### [EXERCISE DIRECTIONS]
Check each line of the listing for the string "primary", count the lines that have it, and answer with that number only.
━━ INPUT DATA
use std::path::Path;

use crate::core::data::pixel_buffer::PixelBuffer;

/// Writes a finished frame to disk in some image format.
pub trait FilePresenterPort {
    fn present(&self, buffer: &PixelBuffer, filepath: impl AsRef<Path>) -> std::io::Result<()>;
}
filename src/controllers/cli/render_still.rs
use std::path::Path;
use std::time::Instant;

use log::info;

use crate::controllers::interactive::data::explorer_config::ExplorerConfig;
use crate::controllers::interactive::data::frame_report::FrameReport;
use crate::controllers::interactive::errors::explorer::ExplorerError;
use crate::controllers::ports::file_presenter::FilePresenterPort;
use crate::core::actions::evaluate_pixels::ports::pixel_evaluator::PixelEvaluator;
use crate::core::data::pixel_buffer::PixelBuffer;
use crate::core::data::render_request::RenderRequest;
use crate::core::data::viewport_geometry::ViewportGeometry;

/// Renders a single frame of a configuration and hands it to a file presenter.
pub struct StillRenderController<P: FilePresenterPort, E: PixelEvaluator> {
    presenter: P,
    evaluator: E,
    buffer: Option<PixelBuffer>,
}

impl<P: FilePresenterPort, E: PixelEvaluator> StillRenderController<P, E> {
    pub fn new(presenter: P, evaluator: E) -> Self {
        Self {
            presenter,
            evaluator,
            buffer: None,
        }
    }

    pub fn generate(
        &mut self,
        config: &ExplorerConfig,
        device_pixel_ratio: f64,
    ) -> Result<FrameReport, ExplorerError> {
        let (view, _warnings) = config.initial_view();
        let request = RenderRequest {
            view,
            geometry: ViewportGeometry::from_logical(config.width, config.height, device_pixel_ratio),
            angle_offset: config.angle_offset,
        };

        info!(
            "rendering {}x{} at focal ({}, {}), zoom {}, {} iterations with {}",
            request.geometry.width_px,
            request.geometry.height_px,
            view.focal_x(),
            view.focal_y(),
            view.zoom(),
            view.iterations(),
            self.evaluator.display_name()
        );

        let start = Instant::now();
        let buffer = self.evaluator.evaluate(&request)?;
        let render_duration = start.elapsed();

        info!("rendered in {:?}", render_duration);

        let report = FrameReport {
            frame: 1,
            width_px: buffer.width(),
            height_px: buffer.height(),
            render_duration,
        };
        self.buffer = Some(buffer);

        Ok(report)
    }

    #[must_use]
    pub fn buffer(&self) -> Option<&PixelBuffer> {
        self.buffer.as_ref()
    }

    /// Writes the last generated frame. Does nothing if none was generated.
    pub fn write(&self, filepath: impl AsRef<Path>) -> std::io::Result<()> {
        if let Some(buffer) = &self.buffer {
            self.presenter.present(buffer, &filepath)?;
            info!("saved to {}", filepath.as_ref().display());
        }

        Ok(())
    }
}
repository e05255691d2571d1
pub mod complex;
pub mod pixel_buffer;
pub mod pixel_colour;
pub mod point;
pub mod pointer_sample;
pub mod render_request;
pub mod view_limits;
pub mod view_state;
pub mod viewport_geometry;
use crate::core::actions::generate_pixel_buffer::ports::colour_map::ColourMap;
use crate::core::data::pixel_colour::PixelColour;
use crate::core::fractals::mandelbrot::escape_time::Escape;

/// Phase between the red, green and blue waves: 2π/3 at the precision the ramp was tuned with.
pub const CHANNEL_PHASE: f64 = 2.094_378_666_67;

pub const DEFAULT_FREQUENCY: f64 = 50.0;

/// Sinusoidal colour ramp over the smooth iteration count.
///
/// Two samples of the same three-phase sine wave are blended by the fractional
/// part of the count. `angle_offset` rotates the whole ramp; `secondary_scale`
/// stretches the second sample (1.0 makes both samples coincide).
#[derive(Debug, Clone, Copy, PartialEq)]
pub struct SinusoidalPalette {
    iterations: u32,
    pub frequency: f64,
    pub angle_offset: f64,
    pub secondary_scale: f64,
}

impl SinusoidalPalette {
    #[must_use]
    pub fn new(iterations: u32, angle_offset: f64) -> Self {
        Self {
            iterations: iterations.max(1),
            frequency: DEFAULT_FREQUENCY,
            angle_offset,
            secondary_scale: 1.0,
        }
    }

    #[must_use]
    pub fn iterations(&self) -> u32 {
        self.iterations
    }

    #[must_use]
    pub fn colour_for_count(&self, count: f64) -> PixelColour {
        let primary = wave(self.ratio(count));
        let secondary = wave(self.ratio(count * self.secondary_scale));
        let t = fract(count);

        t * primary + (1.0 - t) * secondary
    }

    fn ratio(&self, count: f64) -> f64 {
        count / f64::from(self.iterations) * self.frequency + self.angle_offset
    }
}

impl ColourMap<Escape> for SinusoidalPalette {
    fn map(&self, escape: Escape) -> PixelColour {
        if !escape.escaped {
            return PixelColour::BLACK;
        }

        self.colour_for_count(escape.smooth_count)
    }

    fn display_name(&self) -> &str {
        "Sinusoidal"
    }
}

fn wave(ratio: f64) -> PixelColour {
    PixelColour {
        r: ratio.sin() * 0.5 + 0.5,
        g: (ratio + CHANNEL_PHASE).sin() * 0.5 + 0.5,
        b: (ratio - CHANNEL_PHASE).sin() * 0.5 + 0.5,
    }
}

fn fract(value: f64) -> f64 {
    value - value.floor()
}

#[cfg(test)]
mod tests {
    use super::*;
    use crate::core::fractals::mandelbrot::escape_time::evaluate;

    const TOLERANCE: f64 = 1e-12;

    fn assert_close(actual: PixelColour, expected: PixelColour) {
        assert!((actual.r - expected.r).abs() < TOLERANCE, "{:?} != {:?}", actual, expected);
        assert!((actual.g - expected.g).abs() < TOLERANCE, "{:?} != {:?}", actual, expected);
        assert!((actual.b - expected.b).abs() < TOLERANCE, "{:?} != {:?}", actual, expected);
    }

    #[test]
    fn interior_points_are_black() {
        let palette = SinusoidalPalette::new(500, 0.0);

        assert_eq!(palette.map(evaluate(0.0, 0.0, 500)), PixelColour::BLACK);
    }

    #[test]
    fn zero_count_samples_wave_at_angle_offset() {
        let palette = SinusoidalPalette::new(500, 0.0);

        assert_close(
            palette.colour_for_count(0.0),
            PixelColour {
                r: 0.5,
                g: CHANNEL_PHASE.sin() * 0.5 + 0.5,
                b: (-CHANNEL_PHASE).sin() * 0.5 + 0.5,
            },
        );
    }

    #[test]
    fn angle_offset_rotates_ramp() {
        let base = SinusoidalPalette::new(400, 0.0);
        let rotated = SinusoidalPalette::new(400, 1.25);
        let shift = 1.25 / DEFAULT_FREQUENCY * 400.0;

        assert_close(rotated.colour_for_count(3.0), base.colour_for_count(3.0 + shift));
    }

    #[test]
    fn channels_stay_in_unit_range() {
        let palette = SinusoidalPalette::new(500, 0.7);

        for step in -100..1000 {
            let colour = palette.colour_for_count(f64::from(step) * 0.37);

            for channel in [colour.r, colour.g, colour.b] {
                assert!((-1e-12..=1.0 + 1e-12).contains(&channel));
            }
        }
    }

    #[test]
    fn blend_hands_over_between_samples_at_integer_counts() {
        let mut palette = SinusoidalPalette::new(100, 0.0);
        palette.secondary_scale = 1.5;

        let below = palette.colour_for_count(7.0 - 1e-9);
        let above = palette.colour_for_count(7.0 + 1e-9);

        // Just below an integer the blend is almost all primary, just above almost all secondary.
        assert!((below.r - wave(palette.ratio(7.0)).r).abs() < 1e-6);
        assert!((above.r - wave(palette.ratio(7.0 * 1.5)).r).abs() < 1e-6);
    }

    #[test]
    fn negative_counts_use_floor_based_fraction() {
        assert!((fract(-0.25) - 0.75).abs() < TOLERANCE);
        assert!((fract(2.75) - 0.75).abs() < TOLERANCE);
    }

    #[test]
    fn zero_iterations_is_treated_as_one() {
        assert_eq!(SinusoidalPalette::new(0, 0.0).iterations(), 1);
    }
}
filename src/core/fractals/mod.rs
pub mod mandelbrot;
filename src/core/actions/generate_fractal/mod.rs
pub mod generate_fractal_parallel_rayon;
pub mod generate_fractal_serial;
pub mod ports;
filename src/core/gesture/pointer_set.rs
use fnv::FnvHashMap;

use crate::core::data::pointer_sample::{PointerId, PointerSample};

/// Last known sample of every active contact, keyed by pointer id.
#[derive(Debug, Clone, Default)]
pub struct PointerSet {
    samples: FnvHashMap<PointerId, PointerSample>,
}

impl PointerSet {
    #[must_use]
    pub fn new() -> Self {
        Self::default()
    }

    /// Inserts or overwrites the sample for its id.
    pub fn track(&mut self, sample: PointerSample) {
        self.samples.insert(sample.id, sample);
    }

    /// Stores `sample` in place of the prior sample with the same id and
    /// returns that prior sample, or `None` (storing nothing) for an unknown id.
    pub fn replace(&mut self, sample: PointerSample) -> Option<PointerSample> {
        let slot = self.samples.get_mut(&sample.id)?;

        Some(std::mem::replace(slot, sample))
    }

    pub fn release(&mut self, id: PointerId) -> Option<PointerSample> {
        self.samples.remove(&id)
    }

    #[must_use]
    pub fn get(&self, id: PointerId) -> Option<&PointerSample> {
        self.samples.get(&id)
    }

    #[must_use]
    pub fn len(&self) -> usize {
        self.samples.len()
    }

    #[must_use]
    pub fn is_empty(&self) -> bool {
        self.samples.is_empty()
    }

    pub fn clear(&mut self) {
        self.samples.clear();
    }
}
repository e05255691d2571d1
use crate::core::data::point::Point;
use std::error::Error;
use std::fmt;

const BYTES_PER_PIXEL: usize = 3;

fn buffer_size(width: u32, height: u32) -> usize {
    width as usize * height as usize * BYTES_PER_PIXEL
}

#[derive(Debug, Clone, PartialEq)]
pub enum PixelBufferError {
    PixelOutsideBounds {
        pixel: Point,
        width: u32,
        height: u32,
    },
    SizeMismatch {
        expected: usize,
        actual: usize,
    },
}

impl fmt::Display for PixelBufferError {
    fn fmt(&self, f: &mut fmt::Formatter<'_>) -> fmt::Result {
        match self {
            Self::SizeMismatch { expected, actual } => {
                write!(
                    f,
                    "pixel data has {} bytes, expected {}",
                    actual, expected
                )
            }
            Self::PixelOutsideBounds {
                pixel,
                width,
                height,
            } => {
                write!(
                    f,
                    "pixel at x:{}, y:{} outside of {}x{} buffer",
                    pixel.x, pixel.y, width, height
                )
            }
        }
    }
}

impl Error for PixelBufferError {}

pub type PixelBufferData = Vec<u8>;

/// A fully computed frame: tightly packed row-major RGB8.
#[derive(Debug, Clone, PartialEq)]
pub struct PixelBuffer {
    width: u32,
    height: u32,
    buffer: PixelBufferData,
}

impl PixelBuffer {
    #[must_use]
    pub fn new(width: u32, height: u32) -> Self {
        Self {
            width,
            height,
            buffer: vec![0; buffer_size(width, height)],
        }
    }

    pub fn from_data(
        width: u32,
        height: u32,
        buffer: PixelBufferData,
    ) -> Result<Self, PixelBufferError> {
        let expected = buffer_size(width, height);

        if expected != buffer.len() {
            return Err(PixelBufferError::SizeMismatch {
                expected,
                actual: buffer.len(),
            });
        }

        Ok(Self {
            width,
            height,
            buffer,
        })
    }

    #[must_use]
    pub fn width(&self) -> u32 {
        self.width
    }

    #[must_use]
    pub fn height(&self) -> u32 {
        self.height
    }

    #[must_use]
    pub fn buffer(&self) -> &PixelBufferData {
        &self.buffer
    }

    #[must_use]
    pub fn pixel(&self, pixel: Point) -> Option<[u8; 3]> {
        let index = self.index_of(pixel)?;

        Some([
            self.buffer[index],
            self.buffer[index + 1],
            self.buffer[index + 2],
        ])
    }

    pub fn set_pixel(&mut self, pixel: Point, rgb: [u8; 3]) -> Result<(), PixelBufferError> {
        let Some(index) = self.index_of(pixel) else {
            return Err(PixelBufferError::PixelOutsideBounds {
                pixel,
                width: self.width,
                height: self.height,
            });
        };

        self.buffer[index..index + BYTES_PER_PIXEL].copy_from_slice(&rgb);
        Ok(())
    }

    fn index_of(&self, pixel: Point) -> Option<usize> {
        let x = u32::try_from(pixel.x).ok()?;
        let y = u32::try_from(pixel.y).ok()?;

        if x >= self.width || y >= self.height {
            return None;
        }

        Some((y as usize * self.width as usize + x as usize) * BYTES_PER_PIXEL)
    }
}
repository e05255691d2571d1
use crate::core::data::view_limits::ViewLimits;
use crate::core::data::view_state::{ConfigurationWarning, DEFAULT_ITERATIONS, ViewState};

/// Every option the host can set on an explorer.
///
/// `width`/`height` are logical pixels; the surface is scaled by the device
/// pixel ratio the host reports separately.
#[derive(Debug, Clone, Copy, PartialEq)]
pub struct ExplorerConfig {
    pub width: u32,
    pub height: u32,
    /// Show the zoom-in / zoom-out affordances.
    pub controls: bool,
    /// Disable gesture and control driven changes to the view.
    pub frozen: bool,
    pub focal_x: f64,
    pub focal_y: f64,
    pub zoom: f64,
    pub iterations: u32,
    /// Global phase offset of the colour palette, in radians.
    pub angle_offset: f64,
    pub limits: ViewLimits,
}

impl ExplorerConfig {
    /// Builds the initial view, repairing the limits and clamping out-of-range values.
    pub fn initial_view(&self) -> (ViewState, Vec<ConfigurationWarning>) {
        let (mut view, limits_warning) = ViewState::with_limits(self.limits);

        let warnings = [
            limits_warning,
            view.set_focal_point(self.focal_x, self.focal_y),
            view.set_zoom(self.zoom),
            view.set_iterations(self.iterations),
        ]
        .into_iter()
        .flatten()
        .collect();

        (view, warnings)
    }
}

impl Default for ExplorerConfig {
    fn default() -> Self {
        Self {
            width: 300,
            height: 150,
            controls: false,
            frozen: false,
            focal_x: 0.0,
            focal_y: 0.0,
            zoom: 1.0,
            iterations: DEFAULT_ITERATIONS,
            angle_offset: 0.0,
            limits: ViewLimits::default(),
        }
    }
}

#[cfg(test)]
mod tests {
    use super::*;
    use crate::core::fractals::mandelbrot::escape_time::ITERATION_SAFETY_CAP;

    #[test]
    fn defaults_match_documented_options() {
        let config = ExplorerConfig::default();

        assert_eq!((config.width, config.height), (300, 150));
        assert!(!config.controls);
        assert!(!config.frozen);
        assert_eq!((config.focal_x, config.focal_y), (0.0, 0.0));
        assert_eq!(config.zoom, 1.0);
        assert_eq!(config.iterations, 500);
    }

    #[test]
    fn initial_view_copies_valid_options() {
        let config = ExplorerConfig {
            focal_x: -0.5,
            focal_y: 0.25,
            zoom: 4.0,
            iterations: 250,
            ..ExplorerConfig::default()
        };

        let (view, warnings) = config.initial_view();

        assert!(warnings.is_empty());
        assert_eq!((view.focal_x(), view.focal_y()), (-0.5, 0.25));
        assert_eq!(view.zoom(), 4.0);
        assert_eq!(view.iterations(), 250);
    }

    #[test]
    fn initial_view_reports_each_clamped_option() {
        let config = ExplorerConfig {
            zoom: -3.0,
            iterations: 0,
            ..ExplorerConfig::default()
        };

        let (view, warnings) = config.initial_view();

        assert_eq!(warnings.len(), 2);
        assert_eq!(view.zoom(), config.limits.min_zoom);
        assert_eq!(view.iterations(), 1);
    }

    #[test]
    fn iterations_above_escape_cap_are_clamped_with_a_warning() {
        let config = ExplorerConfig {
            iterations: 10_000,
            limits: ViewLimits {
                max_iterations: 10_000,
                ..ViewLimits::default()
            },
            ..ExplorerConfig::default()
        };

        let (view, warnings) = config.initial_view();

        assert_eq!(view.iterations(), ITERATION_SAFETY_CAP);
        assert!(matches!(
            warnings.as_slice(),
            [
                ConfigurationWarning::LimitsAdjusted { .. },
                ConfigurationWarning::IterationsClamped {
                    requested: 10_000,
                    applied: ITERATION_SAFETY_CAP
                }
            ]
        ));
    }

    #[test]
    fn inverted_and_zero_limits_still_build_a_view() {
        let config = ExplorerConfig {
            zoom: 4.0,
            limits: ViewLimits {
                min_zoom: 10.0,
                max_zoom: 1.0,
                max_iterations: 0,
            },
            ..ExplorerConfig::default()
        };

        let (view, warnings) = config.initial_view();

        assert_eq!(view.zoom(), 4.0);
        assert_eq!(view.iterations(), 1);
        assert!(matches!(warnings.first(), Some(ConfigurationWarning::LimitsAdjusted { .. })));
    }
}
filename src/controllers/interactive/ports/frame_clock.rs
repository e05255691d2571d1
/// Token for one requested display frame.
#[derive(Debug, Clone, Copy, PartialEq, Eq, Hash)]
pub struct FrameHandle(pub u64);

/// The host's "next frame is ready" signal.
///
/// `request_frame` asks for one callback; the host later delivers the returned
/// handle back to the scheduler. A cancelled handle must never be delivered.
pub trait FrameClock {
    fn request_frame(&mut self) -> FrameHandle;

    fn cancel_frame(&mut self, handle: FrameHandle);
}
use std::{error::Error, fmt};

/// Failure to bring up or drive the surface a frame is presented on.
#[derive(Debug, Clone, PartialEq, Eq)]
pub enum BackendError {
    ShaderCompileFailure { stage: String, log: String },
    BackendUnavailable { reason: String },
}

impl fmt::Display for BackendError {
    fn fmt(&self, f: &mut fmt::Formatter<'_>) -> fmt::Result {
        match self {
            Self::ShaderCompileFailure { stage, log } => {
                write!(f, "{} stage failed to build: {}", stage, log)
            }
            Self::BackendUnavailable { reason } => {
                write!(f, "rendering backend unavailable: {}", reason)
            }
        }
    }
}

impl Error for BackendError {}

#[cfg(test)]
mod tests {
    use super::*;

    #[test]
    fn display_names_the_failing_stage() {
        let err = BackendError::ShaderCompileFailure {
            stage: "fragment".to_string(),
            log: "syntax error".to_string(),
        };

        assert_eq!(err.to_string(), "fragment stage failed to build: syntax error");
    }
}
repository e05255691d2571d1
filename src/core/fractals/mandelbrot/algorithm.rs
use crate::core::actions::generate_fractal::ports::fractal_algorithm::FractalAlgorithm;
use crate::core::data::point::Point;
use crate::core::data::view_state::ViewState;
use crate::core::data::viewport_geometry::ViewportGeometry;
use crate::core::fractals::mandelbrot::escape_time::{Escape, evaluate};
use crate::core::util::view_transform::{ViewTransform, ViewTransformError};

/// Escape-time evaluation of every surface pixel for one view snapshot.
#[derive(Debug, Clone, Copy, PartialEq)]
pub struct MandelbrotAlgorithm {
    transform: ViewTransform,
    max_iterations: u32,
}

impl MandelbrotAlgorithm {
    pub fn new(geometry: &ViewportGeometry, view: &ViewState) -> Result<Self, ViewTransformError> {
        Ok(Self {
            transform: ViewTransform::new(geometry, view)?,
            max_iterations: view.iterations(),
        })
    }

    #[must_use]
    pub fn max_iterations(&self) -> u32 {
        self.max_iterations
    }
}

impl FractalAlgorithm for MandelbrotAlgorithm {
    type Success = Escape;

    fn compute(&self, pixel: Point) -> Escape {
        let (px, py) = pixel.centre();
        let c = self.transform.to_plane(px, py);

        evaluate(c.real, c.imag, self.max_iterations)
    }
}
━━━━
### [COMPLETED EXERCISE]
3